LiveMCPBench is a benchmark for evaluating the ability of agents to navigate and utilize a large-scale MCP toolset. It provides a comprehensive set of tasks that challenge agents to effectively use various tools in daily scenarios.
Project description
LiveMCPBench: Can Agents Navigate an Ocean of MCP Tools?
Benchmarking the agent in real-world tasks within a large-scale MCP toolset.
🌐 Website | 📄 Paper | 🤗 Dataset | 🐳 Docker | 🏆 Leaderboard | 🙏 Citation
News
- [8/18/2025] We releas Docker images and add evaluation results in leaderboard for three new models: GLM 4.5, GPT-5-Mini, and Kimi-K2.
- [8/3/2025] We release the LiveMCPBench.
Getting Started
Prerequisites
We recommend using our docker image, but if you want to run the code locally, you will need to install the following tools:
- npm
- uv
Installation
-
Pull the docker image
docker pull hysdhlx/livemcpbench:latest
-
Git the repo and run the docker image
git clone https://github.com/icip-cas/LiveMCPBench.git cd LiveMCPBench docker run -itd \ -v "$(pwd):/outside" \ --gpus all \ --ipc=host \ --net=host \ --name LiveMCPBench_container \ hysdhlx/livemcpbench:latest \ bash
-
Prepare the .env file
cp .env_template .env
You can modify the .env file to set your own environment variables.

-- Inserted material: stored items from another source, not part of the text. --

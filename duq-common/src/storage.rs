//! Key-value storage for persisted quiz state
//!
//! [`ScoreManager`](crate::score::ScoreManager) only needs "get text by key"
//! and "set text by key". Two implementations ship here:
//! - [`MemoryStore`]: nothing survives the process (tests, `--in-memory`)
//! - [`FileStore`]: one JSON file per key inside a data folder

use std::collections::HashMap;
use std::fs;
use std::path::{Path, PathBuf};
use tracing::debug;

use crate::{Error, Result};

/// Minimal key-value storage port
pub trait KeyValueStore {
    /// Stored value for `key`, `None` when never written
    fn get(&self, key: &str) -> Result<Option<String>>;

    /// Store `value` under `key`, replacing any previous value
    ///
    /// Must complete (or fail) before returning.
    fn set(&mut self, key: &str, value: &str) -> Result<()>;

    /// Forget `key`
    fn remove(&mut self, key: &str) -> Result<()>;
}

impl<S: KeyValueStore + ?Sized> KeyValueStore for Box<S> {
    fn get(&self, key: &str) -> Result<Option<String>> {
        (**self).get(key)
    }

    fn set(&mut self, key: &str, value: &str) -> Result<()> {
        (**self).set(key, value)
    }

    fn remove(&mut self, key: &str) -> Result<()> {
        (**self).remove(key)
    }
}

/// In-process storage
#[derive(Debug, Default, Clone)]
pub struct MemoryStore {
    entries: HashMap<String, String>,
}

impl MemoryStore {
    pub fn new() -> Self {
        Self::default()
    }

    pub fn len(&self) -> usize {
        self.entries.len()
    }

    pub fn is_empty(&self) -> bool {
        self.entries.is_empty()
    }
}

impl KeyValueStore for MemoryStore {
    fn get(&self, key: &str) -> Result<Option<String>> {
        Ok(self.entries.get(key).cloned())
    }

    fn set(&mut self, key: &str, value: &str) -> Result<()> {
        self.entries.insert(key.to_string(), value.to_string());
        Ok(())
    }

    fn remove(&mut self, key: &str) -> Result<()> {
        self.entries.remove(key);
        Ok(())
    }
}

/// Storage backed by `<folder>/<key>.json` files
///
/// Writes go to a temporary sibling first and are renamed into place, so a
/// crash mid-write never leaves a truncated record behind.
#[derive(Debug, Clone)]
pub struct FileStore {
    folder: PathBuf,
}

impl FileStore {
    /// Store rooted at `folder`, creating it if needed
    pub fn open(folder: impl Into<PathBuf>) -> Result<Self> {
        let folder = folder.into();
        fs::create_dir_all(&folder)?;
        debug!("File store opened at {}", folder.display());
        Ok(Self { folder })
    }

    pub fn folder(&self) -> &Path {
        &self.folder
    }

    /// File backing `key`
    pub fn path_for(&self, key: &str) -> Result<PathBuf> {
        validate_key(key)?;
        Ok(self.folder.join(format!("{}.json", key)))
    }
}

/// Keys become file names, so only `[A-Za-z0-9_-]` is allowed
pub fn validate_key(key: &str) -> Result<()> {
    let valid = !key.is_empty()
        && key
            .chars()
            .all(|c| c.is_ascii_alphanumeric() || c == '-' || c == '_');
    if valid {
        Ok(())
    } else {
        Err(Error::InvalidInput(format!("Invalid storage key: {:?}", key)))
    }
}

impl KeyValueStore for FileStore {
    fn get(&self, key: &str) -> Result<Option<String>> {
        let path = self.path_for(key)?;
        match fs::read_to_string(&path) {
            Ok(content) => Ok(Some(content)),
            Err(e) if e.kind() == std::io::ErrorKind::NotFound => Ok(None),
            Err(e) => Err(e.into()),
        }
    }

    fn set(&mut self, key: &str, value: &str) -> Result<()> {
        let path = self.path_for(key)?;
        let temp_path = path.with_extension("json.tmp");
        fs::write(&temp_path, value)?;
        fs::rename(&temp_path, &path).map_err(|e| {
            let _ = fs::remove_file(&temp_path);
            Error::Storage(format!("Failed to replace {}: {}", path.display(), e))
        })?;
        Ok(())
    }

    fn remove(&mut self, key: &str) -> Result<()> {
        let path = self.path_for(key)?;
        match fs::remove_file(&path) {
            Ok(()) => Ok(()),
            Err(e) if e.kind() == std::io::ErrorKind::NotFound => Ok(()),
            Err(e) => Err(e.into()),
        }
    }
}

# MCP Copilot Agent Configuration BASE_URL= OPENAI_API_KEY= MODEL= # Tool Retrieval Configuration EMBEDDING_MODEL= EMBEDDING_BASE_URL= EMBEDDING_API_KEY= EMBEDDING_DIMENSIONS=1024 TOP_SERVERS=5 TOP_TOOLS=3 # Abstract API Configuration (optional) ABSTRACT_MODEL= ABSTRACT_API_KEY= ABSTRACT_BASE_URL= # Proxy Configuration (optional) http_proxy= https_proxy= no_proxy=127.0.0.1,localhost HTTP_PROXY= HTTPS_PROXY= NO_PROXY=127.0.0.1,localhost # lark report (optional) LARK_WEBHOOK_URL=
-
Enter the container & Reset the environment
As we have mounted the code repo to
/outside, you can access the code repo in the container at/outside/.docker exec -it LiveMCPBench_container bash
Because the agent may change the environment, we recommend resetting the environment before running the agent. To reset the environment, you can run the following command:
cd /LiveMCPBench/ bash scripts/env_reset.sh
This will copy the repo code in
/outsideto/LiveMCPBenchand link theannotated_datato/root/. -
Check the MCP tools
bash ./tools/scripts/tool_check.shAfter running this command, you can check
./tools/test/tools.jsonto see the tools.You could run this script multiple times if you find some tools are not working.
-
Index the servers
The MCP Copilot Agent requires you have indexed the servers before running. You can run the following command to warm up the agent:
uv run -m baseline.mcp_copilot.arg_generation
Quick Start
MCP Copilot Agent
Example Run
bash ./baseline/scripts/run_example.sh
This will run the agent with a simple example and save the results in ./baseline/output/.
Full Run
We default use /root dir to store our data that the agent will access. If you want to run locally, you need to ensure the file in the right path.
-
Run the MCP Copilot Agent
Be sure you have set the environment variables in the .env file.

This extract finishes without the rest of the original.